Dermatology is well suited for telemedicine. Online virtual consultations are different but allow your care to continue during this period particularly for urgent problems. Ideally these are done in real time using video conferencing so that you can directly consult with your dermatologist. Sometimes it is easier to have the consultation on your smart phone rather than laptop or desktop so that the camera can be moved easily and the dermatologist can look at different areas of skin. It may be helpful to have someone who is with you in your “bubble” to help you move the phone to areas that you cannot easily reach. 

Some areas of New Zealand are very remote and internet access is unstable or poor quality. Another way to seek help is for you to take photographs and e mail them to your dermatologist who can phone you.  If you send photos make sure they are in focus and with a well-lit background so that the detail of the problem can be seen. For a dermatologist it is often helpful to see where the rash is on your body so take a “long shot” as well as “close ups” so that detail can be seen. 

Pharmacies remain open. Your dermatologist can send the prescription to the pharmacy. Remember to be very specific with the exact details of your pharmacy so that the prescription is sent to the right one!  Give the pharmacy a ring from home to make sure the medicine is ready to be picked up.  Do not go if you are immunocompromised or over 70 years old.

Major health insurers in New Zealand have agreed to fund virtual consultations during this period. The insurers who we understand have agreed to virtual consultations include Southern Cross, Accuro, NIB, AIA, AA, Police Plan, Sovereign and Partners Life.  Check with your insurer for details prior to the consultation.

Every New Zealand dermatologist extends their best wishes to you and your family/whānau during this time. Stay well, stay safe and be kind to each other.  

 

NZDSI Dermatologists: The Authority on Medical Dermatology, Surgical Dermatology and Cosmetic Dermatology. Why is this justified?

9 Feb, 2020

Although dermatologists are expert in all skin disorders, some have specialty interests and focus their work in specific areas.

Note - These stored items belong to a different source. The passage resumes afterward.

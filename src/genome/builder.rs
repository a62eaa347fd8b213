//! Genome builders for the acyclic and cyclic genome forms.

use crate::genome::{ConnectionSet, Genome, GenomeGraph, GenomeMetadata, NodeIdMap};
use crate::graph::{DirectedGraph, build_acyclic_graph, compute_node_depths};
use crate::scalar::Scalar;
use std::collections::HashMap;
use std::fmt::Debug;
use std::sync::Arc;

/// Reifies connection genes into complete genomes.
///
/// One builder implementation is selected when the population is
/// constructed — acyclic or cyclic, matching the metadata — and is used for
/// every genome of the run. The trait's provided methods derive omitted
/// structures; the `create_from_parts` overload accepts precomputed ones so
/// that a weight-only mutation can reuse the parent's topology instead of
/// recomputing it.
pub trait GenomeBuilder<W: Scalar>: Debug + Send + Sync {
    /// The metadata genomes are built against.
    fn metadata(&self) -> &Arc<GenomeMetadata>;

    /// Build a genome from connection genes and their (pre-derived, sorted)
    /// hidden node id array.
    fn create_with_hidden_ids(
        &self,
        id: u32,
        birth_generation: u32,
        connections: ConnectionSet<W>,
        hidden_node_ids: Arc<[u32]>,
    ) -> Genome<W>;

    /// Build a genome from connection genes alone, deriving the hidden node
    /// id array.
    ///
    /// # Panics
    ///
    /// Panics if the connections violate the builder's structural contract
    /// (e.g. a cycle handed to a validating acyclic builder).
    fn create(&self, id: u32, birth_generation: u32, connections: ConnectionSet<W>) -> Genome<W> {
        let io_count =
            u32::try_from(self.metadata().io_count()).expect("node count exceeds u32 range");
        let hidden = connections.derive_hidden_node_ids(io_count);
        self.create_with_hidden_ids(id, birth_generation, connections, Arc::from(hidden))
    }

    /// Build a genome from connection genes plus fully precomputed
    /// structures, typically taken unchanged from a parent genome whose
    /// topology the new connections share (only weights differ).
    #[allow(clippy::too_many_arguments)]
    fn create_from_parts(
        &self,
        id: u32,
        birth_generation: u32,
        connections: ConnectionSet<W>,
        hidden_node_ids: Arc<[u32]>,
        node_map: Arc<NodeIdMap>,
        graph: GenomeGraph,
        reorder_map: Option<Arc<[u32]>>,
    ) -> Genome<W> {
        Genome::new(
            Arc::clone(self.metadata()),
            id,
            birth_generation,
            connections,
            hidden_node_ids,
            node_map,
            graph,
            reorder_map,
        )
    }
}

/// Map genome connection endpoints into dense index space and build the
/// directed graph view.
///
/// Hidden node ids are remapped in ascending id order, so the mapping is
/// monotonic and the mapped endpoint arrays stay sorted.
fn build_digraph<W: Scalar>(
    metadata: &GenomeMetadata,
    connections: &ConnectionSet<W>,
    node_map: &NodeIdMap,
) -> DirectedGraph {
    let source_ids = connections
        .source_ids()
        .iter()
        .map(|&id| node_map.map(id))
        .collect();
    let target_ids = connections
        .target_ids()
        .iter()
        .map(|&id| node_map.map(id))
        .collect();
    DirectedGraph::new(
        metadata.input_count(),
        metadata.output_count(),
        node_map.len(),
        source_ids,
        target_ids,
    )
}

/// Builder for cyclic (recurrent) genomes.
///
/// Dense indexes place output nodes immediately after inputs and hidden
/// nodes after outputs; no reordering is performed and genomes carry no
/// reorder map.
#[derive(Debug)]
pub struct CyclicGenomeBuilder {
    metadata: Arc<GenomeMetadata>,
}

impl CyclicGenomeBuilder {
    /// Construct for the given metadata.
    ///
    /// # Panics
    ///
    /// Panics if the metadata is for acyclic genomes.
    #[must_use]
    pub fn new(metadata: Arc<GenomeMetadata>) -> Self {
        assert!(
            !metadata.is_acyclic(),
            "cyclic builder requires cyclic metadata"
        );
        Self { metadata }
    }
}

impl<W: Scalar> GenomeBuilder<W> for CyclicGenomeBuilder {
    fn metadata(&self) -> &Arc<GenomeMetadata> {
        &self.metadata
    }

    fn create_with_hidden_ids(
        &self,
        id: u32,
        birth_generation: u32,
        connections: ConnectionSet<W>,
        hidden_node_ids: Arc<[u32]>,
    ) -> Genome<W> {
        let io_count = self.metadata.io_count();

        // Identity map when the hidden ids are already dense and contiguous,
        // a table otherwise.
        let contiguous = hidden_node_ids
            .iter()
            .enumerate()
            .all(|(i, &hid)| hid as usize == io_count + i);
        let node_map = if contiguous {
            NodeIdMap::identity(io_count + hidden_node_ids.len())
        } else {
            let entries = hidden_node_ids
                .iter()
                .enumerate()
                .map(|(i, &hid)| {
                    (
                        hid,
                        u32::try_from(io_count + i).expect("node count exceeds u32 range"),
                    )
                })
                .collect();
            NodeIdMap::table(io_count, entries)
        };

        let digraph = build_digraph(&self.metadata, &connections, &node_map);

        Genome::new(
            Arc::clone(&self.metadata),
            id,
            birth_generation,
            connections,
            hidden_node_ids,
            Arc::new(node_map),
            GenomeGraph::Cyclic(Arc::new(digraph)),
            None,
        )
    }
}

/// Builder for acyclic (feed-forward) genomes.
///
/// Builds the plain directed graph, computes per-node depths, reassigns
/// node indexes dense within each depth layer, and reorders connections
/// depth-major, recording the permutation back to genome order.
#[derive(Debug)]
pub struct AcyclicGenomeBuilder {
    metadata: Arc<GenomeMetadata>,
    validate_acyclic: bool,
}

impl AcyclicGenomeBuilder {
    /// Construct for the given metadata.
    ///
    /// When `validate_acyclic` is true every build runs a cyclic-graph
    /// check first and panics on a cycle; callers that disable validation
    /// must guarantee acyclicity themselves (the check is relatively
    /// expensive).
    ///
    /// # Panics
    ///
    /// Panics if the metadata is for cyclic genomes.
    #[must_use]
    pub fn new(metadata: Arc<GenomeMetadata>, validate_acyclic: bool) -> Self {
        assert!(
            metadata.is_acyclic(),
            "acyclic builder requires acyclic metadata"
        );
        Self {
            metadata,
            validate_acyclic,
        }
    }
}

impl<W: Scalar> GenomeBuilder<W> for AcyclicGenomeBuilder {
    fn metadata(&self) -> &Arc<GenomeMetadata> {
        &self.metadata
    }

    fn create_with_hidden_ids(
        &self,
        id: u32,
        birth_generation: u32,
        connections: ConnectionSet<W>,
        hidden_node_ids: Arc<[u32]>,
    ) -> Genome<W> {
        let input_count = self.metadata.input_count();
        let io_count = self.metadata.io_count();

        // Pre-layering map: io nodes keep their ids, hidden ids are packed
        // directly after the outputs.
        let pre_entries: HashMap<u32, u32> = hidden_node_ids
            .iter()
            .enumerate()
            .map(|(i, &hid)| {
                (
                    hid,
                    u32::try_from(io_count + i).expect("node count exceeds u32 range"),
                )
            })
            .collect();
        let pre_map = NodeIdMap::table(io_count, pre_entries);

        let digraph = build_digraph(&self.metadata, &connections, &pre_map);
        let depths = compute_node_depths(&digraph, self.validate_acyclic);
        let build = build_acyclic_graph(&digraph, &depths);

        // The depth-based reindexing relocates output and hidden nodes;
        // reflect the new indexes back into the id map. Input nodes are all
        // at depth zero and keep their fixed indexes.
        let mut entries =
            HashMap::with_capacity(self.metadata.output_count() + hidden_node_ids.len());
        for io_idx in input_count..io_count {
            entries.insert(
                u32::try_from(io_idx).expect("node count exceeds u32 range"),
                build.new_index_by_old[io_idx],
            );
        }
        for (i, &hid) in hidden_node_ids.iter().enumerate() {
            entries.insert(hid, build.new_index_by_old[io_count + i]);
        }
        let node_map = NodeIdMap::table(input_count, entries);

        Genome::new(
            Arc::clone(&self.metadata),
            id,
            birth_generation,
            connections,
            hidden_node_ids,
            Arc::new(node_map),
            GenomeGraph::Acyclic(Arc::new(build.graph)),
            Some(Arc::from(build.reorder_map)),
        )
    }
}

#[cfg(test)]
mod tests {
    use super::*;
    use crate::genome::Activation;

    fn acyclic_builder() -> AcyclicGenomeBuilder {
        let metadata = Arc::new(GenomeMetadata::acyclic(2, 1, Activation::ReLU, 5.0));
        AcyclicGenomeBuilder::new(metadata, true)
    }

    #[test]
    fn test_acyclic_create_remaps_output_past_hidden() {
        let builder = acyclic_builder();
        // Hidden node id 9 (sparse) between inputs and the output.
        let connections = ConnectionSet::from_arrays(
            vec![0, 1, 9],
            vec![9, 9, 2],
            vec![0.1f64, 0.2, 0.3],
        );
        let genome = builder.create(1, 0, connections);

        assert_eq!(genome.hidden_node_ids().as_ref(), &[9]);
        // Hidden node (depth 1) takes index 2; output (depth 2) takes 3.
        assert_eq!(genome.node_map().map(9), 2);
        assert_eq!(genome.node_map().map(2), 3);
        let acyclic = genome.graph().acyclic().expect("acyclic graph");
        assert_eq!(acyclic.output_node_indexes(), &[3]);
        assert_eq!(acyclic.layers().len(), 3);
    }

    #[test]
    fn test_cyclic_create_uses_identity_map_for_dense_ids() {
        let metadata = Arc::new(GenomeMetadata::cyclic(1, 1, Activation::Tanh, 5.0, 2));
        let builder = CyclicGenomeBuilder::new(metadata);
        // Hidden id 2 is contiguous after io ids {0, 1}; includes a cycle.
        let connections =
            ConnectionSet::from_arrays(vec![0, 1, 2], vec![2, 2, 1], vec![0.1f64, 0.2, 0.3]);
        let genome = builder.create(7, 3, connections);

        assert!(matches!(genome.node_map().as_ref(), NodeIdMap::Identity { .. }));
        assert!(genome.reorder_map().is_none());
        assert_eq!(genome.graph().digraph().node_count(), 3);
    }

    #[test]
    fn test_create_from_parts_shares_parent_topology() {
        let builder = acyclic_builder();
        let connections =
            ConnectionSet::from_arrays(vec![0, 1], vec![2, 2], vec![0.5f64, -0.5]);
        let parent = builder.create(1, 0, connections);

        // Same topology, new weights.
        let child_connections = ConnectionSet::from_arrays(
            parent.connections().source_ids().to_vec(),
            parent.connections().target_ids().to_vec(),
            vec![0.25f64, -0.25],
        );
        let child = builder.create_from_parts(
            2,
            1,
            child_connections,
            Arc::clone(parent.hidden_node_ids()),
            Arc::clone(parent.node_map()),
            parent.graph().clone(),
            parent.reorder_map().cloned(),
        );

        let (GenomeGraph::Acyclic(parent_graph), GenomeGraph::Acyclic(child_graph)) =
            (parent.graph(), child.graph())
        else {
            panic!("expected acyclic graphs");
        };
        assert!(Arc::ptr_eq(parent_graph, child_graph));
        assert!(Arc::ptr_eq(parent.node_map(), child.node_map()));
        assert_eq!(child.id(), 2);
        assert_eq!(child.birth_generation(), 1);
    }

    #[test]
    #[should_panic(expected = "acyclic")]
    fn test_validating_builder_rejects_cycle() {
        let metadata = Arc::new(GenomeMetadata::acyclic(1, 1, Activation::ReLU, 5.0));
        let builder = AcyclicGenomeBuilder::new(metadata, true);
        // 2 -> 3 -> 2 cycle between hidden nodes.
        let connections = ConnectionSet::from_arrays(
            vec![0, 2, 3],
            vec![1, 3, 2],
            vec![0.1f64, 0.2, 0.3],
        );
        let _ = builder.create(1, 0, connections);
    }
}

Some specialise in surgical dermatology especially skin cancer, some in medical dermatology (rashes) and some in cosmetic dermatology. If you look at the New Zealand Dermatological Society Inc (NZDSI) web page you will see the statement “The Authority on Medical Dermatology, Surgical Dermatology and Cosmetic Dermatology”. Why is this justified?

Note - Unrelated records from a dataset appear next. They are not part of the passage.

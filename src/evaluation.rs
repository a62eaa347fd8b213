//! Fitness evaluation contract and function-based adapters.
//!
//! The engine never computes fitness itself; an evaluator scores genome
//! lists and supplies the total order used for ranking, selection and tie
//! resolution. The adapters here lift a plain per-genome fitness function
//! into the contract, either strictly serially or fanned out with rayon.

use crate::genome::Genome;
use crate::scalar::Scalar;
use rayon::prelude::*;
use std::cmp::Ordering;
use std::error::Error;
use std::fmt;
use std::marker::PhantomData;
use std::sync::Arc;

/// An error surfaced by a fitness evaluator.
///
/// Wraps whatever the underlying evaluation failed with; the engine
/// propagates it unmodified and never retries.
#[derive(Debug)]
pub struct EvaluationError {
    source: Box<dyn Error + Send + Sync>,
}

impl EvaluationError {
    /// Wrap an underlying evaluation failure.
    #[must_use]
    pub fn new(source: impl Into<Box<dyn Error + Send + Sync>>) -> Self {
        Self {
            source: source.into(),
        }
    }
}

impl fmt::Display for EvaluationError {
    fn fmt(&self, f: &mut fmt::Formatter<'_>) -> fmt::Result {
        write!(f, "fitness evaluation failed: {}", self.source)
    }
}

impl Error for EvaluationError {
    fn source(&self) -> Option<&(dyn Error + 'static)> {
        Some(self.source.as_ref())
    }
}

/// Scores genomes and defines the fitness order.
///
/// `evaluate` assigns each genome's fitness as a side effect; genomes are
/// otherwise read-only during evaluation, so an implementation is free to
/// parallelize internally over disjoint subsets. Fitness values must be
/// finite and non-negative: fitness sharing and fitness-proportionate
/// parent selection both treat fitness as a probability weight.
pub trait FitnessEvaluator<W: Scalar>: Send + Sync {
    /// Evaluate every genome in the list, assigning each its fitness.
    ///
    /// # Errors
    ///
    /// Returns any error raised by the underlying evaluation; the engine
    /// propagates it to the caller unmodified.
    fn evaluate(&self, genomes: &[Arc<Genome<W>>]) -> Result<(), EvaluationError>;

    /// True if re-evaluating a genome always yields the same fitness.
    ///
    /// When true, the engine evaluates only newly created offspring each
    /// generation; elite genomes keep their scores.
    fn is_deterministic(&self) -> bool;

    /// Total order over primary fitness values.
    fn compare_fitness(&self, a: f64, b: f64) -> Ordering {
        a.total_cmp(&b)
    }

    /// Test if `best_fitness` is good enough to stop the run.
    fn stop_condition_met(&self, best_fitness: f64) -> bool {
        let _ = best_fitness;
        false
    }
}

/// Evaluates genomes by applying a fitness function across a rayon thread
/// pool.
pub struct ParallelFunctionEvaluator<W, F> {
    fitness_fn: F,
    deterministic: bool,
    stop_threshold: Option<f64>,
    _weight: PhantomData<W>,
}

impl<W, F> ParallelFunctionEvaluator<W, F>
where
    W: Scalar,
    F: Fn(&Genome<W>) -> f64 + Send + Sync,
{
    /// Create an evaluator around `fitness_fn`.
    ///
    /// `deterministic` must reflect whether the function is a pure function
    /// of the genome.
    #[must_use]
    pub fn new(fitness_fn: F, deterministic: bool) -> Self {
        Self {
            fitness_fn,
            deterministic,
            stop_threshold: None,
            _weight: PhantomData,
        }
    }

    /// Stop the run once the best fitness reaches `threshold`.
    #[must_use]
    pub fn with_stop_threshold(mut self, threshold: f64) -> Self {
        self.stop_threshold = Some(threshold);
        self
    }
}

impl<W, F> FitnessEvaluator<W> for ParallelFunctionEvaluator<W, F>
where
    W: Scalar,
    F: Fn(&Genome<W>) -> f64 + Send + Sync,
{
    fn evaluate(&self, genomes: &[Arc<Genome<W>>]) -> Result<(), EvaluationError> {
        genomes
            .par_iter()
            .for_each(|genome| genome.set_fitness((self.fitness_fn)(genome)));
        Ok(())
    }

    fn is_deterministic(&self) -> bool {
        self.deterministic
    }

    fn stop_condition_met(&self, best_fitness: f64) -> bool {
        self.stop_threshold.is_some_and(|t| best_fitness >= t)
    }
}

impl<W, F> fmt::Debug for ParallelFunctionEvaluator<W, F> {
    fn fmt(&self, f: &mut fmt::Formatter<'_>) -> fmt::Result {
        f.debug_struct("ParallelFunctionEvaluator")
            .field("deterministic", &self.deterministic)
            .field("stop_threshold", &self.stop_threshold)
            .finish_non_exhaustive()
    }
}

/// Evaluates genomes strictly serially on the calling thread.
///
/// Use when run-to-run determinism must not depend on thread scheduling.
pub struct SerialFunctionEvaluator<W, F> {
    fitness_fn: F,
    deterministic: bool,
    stop_threshold: Option<f64>,
    _weight: PhantomData<W>,
}

impl<W, F> SerialFunctionEvaluator<W, F>
where
    W: Scalar,
    F: Fn(&Genome<W>) -> f64 + Send + Sync,
{
    /// Create an evaluator around `fitness_fn`.
    #[must_use]
    pub fn new(fitness_fn: F, deterministic: bool) -> Self {
        Self {
            fitness_fn,
            deterministic,
            stop_threshold: None,
            _weight: PhantomData,
        }
    }

    /// Stop the run once the best fitness reaches `threshold`.
    #[must_use]
    pub fn with_stop_threshold(mut self, threshold: f64) -> Self {
        self.stop_threshold = Some(threshold);
        self
    }
}

impl<W, F> FitnessEvaluator<W> for SerialFunctionEvaluator<W, F>
where
    W: Scalar,
    F: Fn(&Genome<W>) -> f64 + Send + Sync,
{
    fn evaluate(&self, genomes: &[Arc<Genome<W>>]) -> Result<(), EvaluationError> {
        for genome in genomes {
            genome.set_fitness((self.fitness_fn)(genome));
        }
        Ok(())
    }

    fn is_deterministic(&self) -> bool {
        self.deterministic
    }

    fn stop_condition_met(&self, best_fitness: f64) -> bool {
        self.stop_threshold.is_some_and(|t| best_fitness >= t)
    }
}

impl<W, F> fmt::Debug for SerialFunctionEvaluator<W, F> {
    fn fmt(&self, f: &mut fmt::Formatter<'_>) -> fmt::Result {
        f.debug_struct("SerialFunctionEvaluator")
            .field("deterministic", &self.deterministic)
            .field("stop_threshold", &self.stop_threshold)
            .finish_non_exhaustive()
    }
}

Training to become a dermatologist in New Zealand is rigorous. It may take 12-15 years. Initially there is the university course to graduate as a doctor, usually 6 years. Then follows post graduate training. The initial part is to pass the examinations of Royal Australasian College of Physicians which can be sat after 3 years. After passing these exams, the prospective dermatologist can then apply for a dermatology training position. This is a further 4 years whole time with 2 years spent overseas to build international experience. Some dermatologists will undertake specific additional training in their specific field of interest.
This detail is given so that you can understand the depth and length of training required to become a dermatologist in New Zealand and for you to have confidence in the dermatologist you choose to see. For example, if you have a specific cosmetic question, you will have assurance that the dermatologist will have a full understanding of all the medical (non-surgical) and surgical options for you based on deep and broad experience.

Only NZDSI Dermatologists are permitted to use the distinctive logo. Look for it.